(Beginning of GIVEN DATA)

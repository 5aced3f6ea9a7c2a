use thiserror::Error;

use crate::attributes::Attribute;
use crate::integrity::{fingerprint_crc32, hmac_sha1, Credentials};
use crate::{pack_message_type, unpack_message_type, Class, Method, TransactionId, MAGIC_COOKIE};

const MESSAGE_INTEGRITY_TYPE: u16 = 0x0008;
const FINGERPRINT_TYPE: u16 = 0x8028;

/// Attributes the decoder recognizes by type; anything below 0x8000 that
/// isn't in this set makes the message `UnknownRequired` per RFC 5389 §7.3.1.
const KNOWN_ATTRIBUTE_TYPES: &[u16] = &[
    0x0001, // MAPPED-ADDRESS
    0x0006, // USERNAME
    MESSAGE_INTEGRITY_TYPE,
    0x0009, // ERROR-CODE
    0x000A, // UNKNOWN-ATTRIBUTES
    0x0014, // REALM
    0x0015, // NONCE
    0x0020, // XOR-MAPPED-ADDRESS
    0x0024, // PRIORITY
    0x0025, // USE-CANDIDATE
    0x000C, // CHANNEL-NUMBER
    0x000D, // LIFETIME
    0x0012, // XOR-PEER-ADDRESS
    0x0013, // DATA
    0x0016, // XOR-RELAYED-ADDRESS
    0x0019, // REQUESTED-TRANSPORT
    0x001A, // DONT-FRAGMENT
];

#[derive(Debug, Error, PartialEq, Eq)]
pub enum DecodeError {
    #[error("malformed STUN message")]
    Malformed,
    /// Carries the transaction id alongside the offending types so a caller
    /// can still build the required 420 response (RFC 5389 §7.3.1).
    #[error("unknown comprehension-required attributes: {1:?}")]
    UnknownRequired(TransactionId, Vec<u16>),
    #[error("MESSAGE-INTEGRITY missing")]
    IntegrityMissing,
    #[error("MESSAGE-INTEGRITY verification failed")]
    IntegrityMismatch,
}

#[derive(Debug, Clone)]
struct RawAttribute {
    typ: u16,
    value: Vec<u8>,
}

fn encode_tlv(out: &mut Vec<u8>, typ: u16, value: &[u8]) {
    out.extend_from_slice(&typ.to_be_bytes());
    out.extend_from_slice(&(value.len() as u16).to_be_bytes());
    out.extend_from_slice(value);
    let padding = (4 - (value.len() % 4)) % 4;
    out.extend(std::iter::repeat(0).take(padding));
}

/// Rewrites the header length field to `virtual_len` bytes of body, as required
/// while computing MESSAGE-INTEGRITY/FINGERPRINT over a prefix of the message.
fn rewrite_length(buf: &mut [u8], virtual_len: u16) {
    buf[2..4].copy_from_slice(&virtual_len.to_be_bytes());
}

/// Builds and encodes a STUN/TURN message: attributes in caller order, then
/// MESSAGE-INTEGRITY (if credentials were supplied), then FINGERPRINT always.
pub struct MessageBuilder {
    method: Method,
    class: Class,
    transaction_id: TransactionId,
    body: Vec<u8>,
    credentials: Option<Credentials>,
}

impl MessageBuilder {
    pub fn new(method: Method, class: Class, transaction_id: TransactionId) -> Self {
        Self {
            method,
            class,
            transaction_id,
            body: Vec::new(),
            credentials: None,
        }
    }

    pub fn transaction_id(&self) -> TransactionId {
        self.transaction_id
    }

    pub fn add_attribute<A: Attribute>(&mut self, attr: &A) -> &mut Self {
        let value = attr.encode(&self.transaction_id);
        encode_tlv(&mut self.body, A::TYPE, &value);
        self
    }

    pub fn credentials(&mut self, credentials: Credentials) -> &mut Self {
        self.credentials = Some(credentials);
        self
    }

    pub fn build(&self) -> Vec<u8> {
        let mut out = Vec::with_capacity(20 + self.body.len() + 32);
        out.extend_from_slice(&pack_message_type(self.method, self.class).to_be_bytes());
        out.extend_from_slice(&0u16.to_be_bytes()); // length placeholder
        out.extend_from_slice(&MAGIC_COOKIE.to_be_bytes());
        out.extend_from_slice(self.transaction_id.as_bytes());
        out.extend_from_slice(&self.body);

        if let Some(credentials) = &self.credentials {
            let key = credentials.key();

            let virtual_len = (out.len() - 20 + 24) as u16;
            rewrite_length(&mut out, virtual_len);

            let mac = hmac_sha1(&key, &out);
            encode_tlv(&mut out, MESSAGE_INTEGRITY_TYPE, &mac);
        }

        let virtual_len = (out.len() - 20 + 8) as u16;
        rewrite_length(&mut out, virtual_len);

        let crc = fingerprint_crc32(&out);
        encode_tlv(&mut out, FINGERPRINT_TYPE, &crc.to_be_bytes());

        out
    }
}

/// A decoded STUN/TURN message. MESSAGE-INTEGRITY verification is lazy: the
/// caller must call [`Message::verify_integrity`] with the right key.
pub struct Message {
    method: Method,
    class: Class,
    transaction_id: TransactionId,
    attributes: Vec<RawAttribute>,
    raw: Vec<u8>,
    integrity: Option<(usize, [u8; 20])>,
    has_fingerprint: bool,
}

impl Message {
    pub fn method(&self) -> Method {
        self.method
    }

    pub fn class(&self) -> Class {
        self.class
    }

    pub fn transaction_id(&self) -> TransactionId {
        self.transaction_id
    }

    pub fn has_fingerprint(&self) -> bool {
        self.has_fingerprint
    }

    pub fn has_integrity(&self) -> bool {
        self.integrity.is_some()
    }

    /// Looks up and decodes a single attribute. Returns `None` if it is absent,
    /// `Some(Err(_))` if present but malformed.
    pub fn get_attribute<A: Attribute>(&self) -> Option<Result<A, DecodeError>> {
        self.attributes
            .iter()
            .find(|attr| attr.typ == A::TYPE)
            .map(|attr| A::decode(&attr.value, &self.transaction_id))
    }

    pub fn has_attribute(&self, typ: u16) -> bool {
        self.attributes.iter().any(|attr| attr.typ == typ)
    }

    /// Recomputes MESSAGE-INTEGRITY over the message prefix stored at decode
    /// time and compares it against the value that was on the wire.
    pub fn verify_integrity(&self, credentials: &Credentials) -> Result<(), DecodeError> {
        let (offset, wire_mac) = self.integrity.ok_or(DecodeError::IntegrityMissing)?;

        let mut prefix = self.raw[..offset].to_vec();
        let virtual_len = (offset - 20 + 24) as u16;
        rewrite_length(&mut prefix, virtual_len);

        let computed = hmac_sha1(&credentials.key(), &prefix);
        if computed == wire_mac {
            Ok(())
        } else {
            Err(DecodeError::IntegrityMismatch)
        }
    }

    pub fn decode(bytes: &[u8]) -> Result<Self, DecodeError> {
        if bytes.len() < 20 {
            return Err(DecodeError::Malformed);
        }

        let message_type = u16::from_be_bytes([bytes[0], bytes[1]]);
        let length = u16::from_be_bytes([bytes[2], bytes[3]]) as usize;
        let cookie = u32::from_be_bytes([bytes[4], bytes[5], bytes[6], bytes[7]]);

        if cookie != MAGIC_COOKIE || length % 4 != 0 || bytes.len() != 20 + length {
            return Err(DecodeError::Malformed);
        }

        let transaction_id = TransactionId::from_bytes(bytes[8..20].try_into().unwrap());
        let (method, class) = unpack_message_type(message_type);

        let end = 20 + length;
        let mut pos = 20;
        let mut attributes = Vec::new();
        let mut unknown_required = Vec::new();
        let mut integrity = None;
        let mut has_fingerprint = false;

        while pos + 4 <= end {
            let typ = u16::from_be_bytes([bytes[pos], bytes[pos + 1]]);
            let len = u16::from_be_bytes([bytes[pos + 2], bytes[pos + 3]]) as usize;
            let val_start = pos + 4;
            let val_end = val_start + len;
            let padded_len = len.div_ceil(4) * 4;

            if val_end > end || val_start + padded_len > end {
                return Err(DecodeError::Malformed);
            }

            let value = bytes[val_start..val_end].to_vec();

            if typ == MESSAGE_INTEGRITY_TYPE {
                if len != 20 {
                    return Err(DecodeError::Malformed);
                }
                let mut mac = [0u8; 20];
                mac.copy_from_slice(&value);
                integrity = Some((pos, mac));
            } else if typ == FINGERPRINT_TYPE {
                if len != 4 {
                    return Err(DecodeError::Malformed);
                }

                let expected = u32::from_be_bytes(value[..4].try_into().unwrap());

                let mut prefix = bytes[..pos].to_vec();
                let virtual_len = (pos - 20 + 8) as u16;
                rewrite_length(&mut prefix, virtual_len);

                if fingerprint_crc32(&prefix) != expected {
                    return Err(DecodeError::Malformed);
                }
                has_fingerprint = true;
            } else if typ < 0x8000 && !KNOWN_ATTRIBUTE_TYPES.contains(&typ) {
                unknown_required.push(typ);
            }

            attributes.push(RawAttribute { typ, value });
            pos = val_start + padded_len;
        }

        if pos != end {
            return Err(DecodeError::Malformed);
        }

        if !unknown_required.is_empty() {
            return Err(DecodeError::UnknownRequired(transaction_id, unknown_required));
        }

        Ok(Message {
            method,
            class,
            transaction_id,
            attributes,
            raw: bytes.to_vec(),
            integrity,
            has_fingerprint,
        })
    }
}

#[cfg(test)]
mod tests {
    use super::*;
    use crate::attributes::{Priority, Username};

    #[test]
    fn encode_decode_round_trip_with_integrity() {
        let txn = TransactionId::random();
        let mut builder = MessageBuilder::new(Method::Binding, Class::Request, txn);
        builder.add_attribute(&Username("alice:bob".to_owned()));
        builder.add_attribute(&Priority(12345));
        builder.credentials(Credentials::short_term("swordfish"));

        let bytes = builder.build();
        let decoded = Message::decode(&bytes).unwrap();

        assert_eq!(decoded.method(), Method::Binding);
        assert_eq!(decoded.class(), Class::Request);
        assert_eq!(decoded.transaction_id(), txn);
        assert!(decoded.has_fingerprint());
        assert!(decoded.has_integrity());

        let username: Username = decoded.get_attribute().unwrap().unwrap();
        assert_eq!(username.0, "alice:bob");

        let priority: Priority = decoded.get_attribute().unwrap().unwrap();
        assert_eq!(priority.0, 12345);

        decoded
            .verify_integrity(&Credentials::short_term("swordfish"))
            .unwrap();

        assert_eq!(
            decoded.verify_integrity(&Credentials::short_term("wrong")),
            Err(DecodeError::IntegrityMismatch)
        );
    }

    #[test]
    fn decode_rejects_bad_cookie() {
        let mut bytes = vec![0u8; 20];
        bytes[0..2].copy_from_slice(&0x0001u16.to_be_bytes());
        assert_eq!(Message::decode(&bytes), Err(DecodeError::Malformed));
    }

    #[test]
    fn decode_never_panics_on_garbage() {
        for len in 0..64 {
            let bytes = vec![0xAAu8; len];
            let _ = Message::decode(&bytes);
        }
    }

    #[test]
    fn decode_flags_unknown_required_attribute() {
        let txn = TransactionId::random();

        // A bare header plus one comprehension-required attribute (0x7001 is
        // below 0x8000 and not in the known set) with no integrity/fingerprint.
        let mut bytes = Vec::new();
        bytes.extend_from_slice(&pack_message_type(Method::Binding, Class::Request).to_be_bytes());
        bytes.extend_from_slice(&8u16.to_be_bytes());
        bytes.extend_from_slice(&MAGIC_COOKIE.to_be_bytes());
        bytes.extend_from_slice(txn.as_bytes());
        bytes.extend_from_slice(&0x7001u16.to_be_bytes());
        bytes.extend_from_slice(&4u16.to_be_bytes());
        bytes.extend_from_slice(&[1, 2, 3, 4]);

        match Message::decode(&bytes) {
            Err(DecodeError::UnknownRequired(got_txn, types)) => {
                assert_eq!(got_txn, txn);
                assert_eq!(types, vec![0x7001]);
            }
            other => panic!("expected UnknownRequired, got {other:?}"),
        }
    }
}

(End of GIVEN DATA)

YOUR INSTRUCTIONS
Among the entries above, locate the lines containing "caller order, then" and "let mac = hmac_sha1(&key, &out);", and transcribe exactly those two lines and all lines between.

WRITTEN REPLY
/// Builds and encodes a STUN/TURN message: attributes in caller order, then
/// MESSAGE-INTEGRITY (if credentials were supplied), then FINGERPRINT always.
pub struct MessageBuilder {
    method: Method,
    class: Class,
    transaction_id: TransactionId,
    body: Vec<u8>,
    credentials: Option<Credentials>,
}

impl MessageBuilder {
    pub fn new(method: Method, class: Class, transaction_id: TransactionId) -> Self {
        Self {
            method,
            class,
            transaction_id,
            body: Vec::new(),
            credentials: None,
        }
    }

    pub fn transaction_id(&self) -> TransactionId {
        self.transaction_id
    }

    pub fn add_attribute<A: Attribute>(&mut self, attr: &A) -> &mut Self {
        let value = attr.encode(&self.transaction_id);
        encode_tlv(&mut self.body, A::TYPE, &value);
        self
    }

    pub fn credentials(&mut self, credentials: Credentials) -> &mut Self {
        self.credentials = Some(credentials);
        self
    }

    pub fn build(&self) -> Vec<u8> {
        let mut out = Vec::with_capacity(20 + self.body.len() + 32);
        out.extend_from_slice(&pack_message_type(self.method, self.class).to_be_bytes());
        out.extend_from_slice(&0u16.to_be_bytes()); // length placeholder
        out.extend_from_slice(&MAGIC_COOKIE.to_be_bytes());
        out.extend_from_slice(self.transaction_id.as_bytes());
        out.extend_from_slice(&self.body);

        if let Some(credentials) = &self.credentials {
            let key = credentials.key();

            let virtual_len = (out.len() - 20 + 24) as u16;
            rewrite_length(&mut out, virtual_len);

            let mac = hmac_sha1(&key, &out);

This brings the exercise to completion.